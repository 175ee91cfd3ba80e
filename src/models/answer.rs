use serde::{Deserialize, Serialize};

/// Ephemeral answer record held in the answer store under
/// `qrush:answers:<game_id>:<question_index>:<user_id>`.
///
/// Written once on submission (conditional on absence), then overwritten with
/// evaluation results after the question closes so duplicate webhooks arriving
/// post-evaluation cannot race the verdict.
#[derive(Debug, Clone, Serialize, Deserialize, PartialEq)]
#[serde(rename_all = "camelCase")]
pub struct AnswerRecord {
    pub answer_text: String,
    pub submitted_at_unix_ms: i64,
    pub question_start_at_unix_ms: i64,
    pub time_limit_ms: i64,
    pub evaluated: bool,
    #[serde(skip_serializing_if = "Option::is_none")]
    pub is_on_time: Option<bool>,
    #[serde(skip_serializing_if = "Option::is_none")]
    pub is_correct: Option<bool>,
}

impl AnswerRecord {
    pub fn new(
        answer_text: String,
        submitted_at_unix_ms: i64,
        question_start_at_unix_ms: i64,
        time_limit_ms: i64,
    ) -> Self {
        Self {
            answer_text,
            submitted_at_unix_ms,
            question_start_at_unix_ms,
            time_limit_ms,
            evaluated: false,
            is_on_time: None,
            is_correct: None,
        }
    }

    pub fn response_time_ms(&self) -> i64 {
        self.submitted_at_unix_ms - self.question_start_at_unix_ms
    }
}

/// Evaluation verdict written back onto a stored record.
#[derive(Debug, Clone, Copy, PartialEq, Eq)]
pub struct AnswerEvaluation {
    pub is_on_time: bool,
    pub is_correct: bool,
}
---
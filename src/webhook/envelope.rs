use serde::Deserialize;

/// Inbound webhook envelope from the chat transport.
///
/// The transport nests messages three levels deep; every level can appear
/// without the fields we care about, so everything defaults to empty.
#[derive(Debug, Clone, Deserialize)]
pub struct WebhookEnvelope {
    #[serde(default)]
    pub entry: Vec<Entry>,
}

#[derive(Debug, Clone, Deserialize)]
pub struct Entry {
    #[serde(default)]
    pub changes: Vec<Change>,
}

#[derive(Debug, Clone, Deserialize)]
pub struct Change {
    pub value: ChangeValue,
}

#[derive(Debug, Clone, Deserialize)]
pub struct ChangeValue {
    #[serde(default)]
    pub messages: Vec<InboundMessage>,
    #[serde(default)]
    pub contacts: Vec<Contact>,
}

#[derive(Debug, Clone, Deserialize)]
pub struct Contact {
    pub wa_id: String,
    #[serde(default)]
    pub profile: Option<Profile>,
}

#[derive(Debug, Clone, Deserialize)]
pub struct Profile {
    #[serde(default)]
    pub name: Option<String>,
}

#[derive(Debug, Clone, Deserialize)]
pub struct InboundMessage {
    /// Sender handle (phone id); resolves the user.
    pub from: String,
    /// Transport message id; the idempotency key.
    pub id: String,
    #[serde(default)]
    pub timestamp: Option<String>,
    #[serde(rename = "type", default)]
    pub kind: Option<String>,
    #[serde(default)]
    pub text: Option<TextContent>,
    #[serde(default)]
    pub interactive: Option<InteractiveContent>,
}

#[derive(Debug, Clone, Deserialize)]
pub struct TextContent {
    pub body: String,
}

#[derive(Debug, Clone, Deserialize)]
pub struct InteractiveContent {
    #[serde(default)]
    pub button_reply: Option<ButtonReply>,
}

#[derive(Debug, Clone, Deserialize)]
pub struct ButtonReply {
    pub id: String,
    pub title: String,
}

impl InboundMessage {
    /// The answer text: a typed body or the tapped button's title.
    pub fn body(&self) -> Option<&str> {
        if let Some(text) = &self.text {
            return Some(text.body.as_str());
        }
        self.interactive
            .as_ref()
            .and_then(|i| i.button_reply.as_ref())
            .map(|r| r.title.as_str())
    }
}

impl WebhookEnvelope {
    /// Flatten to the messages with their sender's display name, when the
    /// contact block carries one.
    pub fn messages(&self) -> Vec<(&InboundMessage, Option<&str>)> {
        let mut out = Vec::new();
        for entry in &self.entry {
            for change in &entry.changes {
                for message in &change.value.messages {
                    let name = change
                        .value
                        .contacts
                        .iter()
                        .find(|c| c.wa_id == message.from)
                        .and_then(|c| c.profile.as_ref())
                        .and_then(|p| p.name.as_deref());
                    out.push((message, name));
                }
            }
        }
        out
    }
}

> _ABOUT THIS EXERCISE_: When a line in the listing above holds the word "filename", copy it.

> _RESPONSE TO THE EXERCISE_:
filename src/models/answer.rs
filename src/webhook/envelope.rs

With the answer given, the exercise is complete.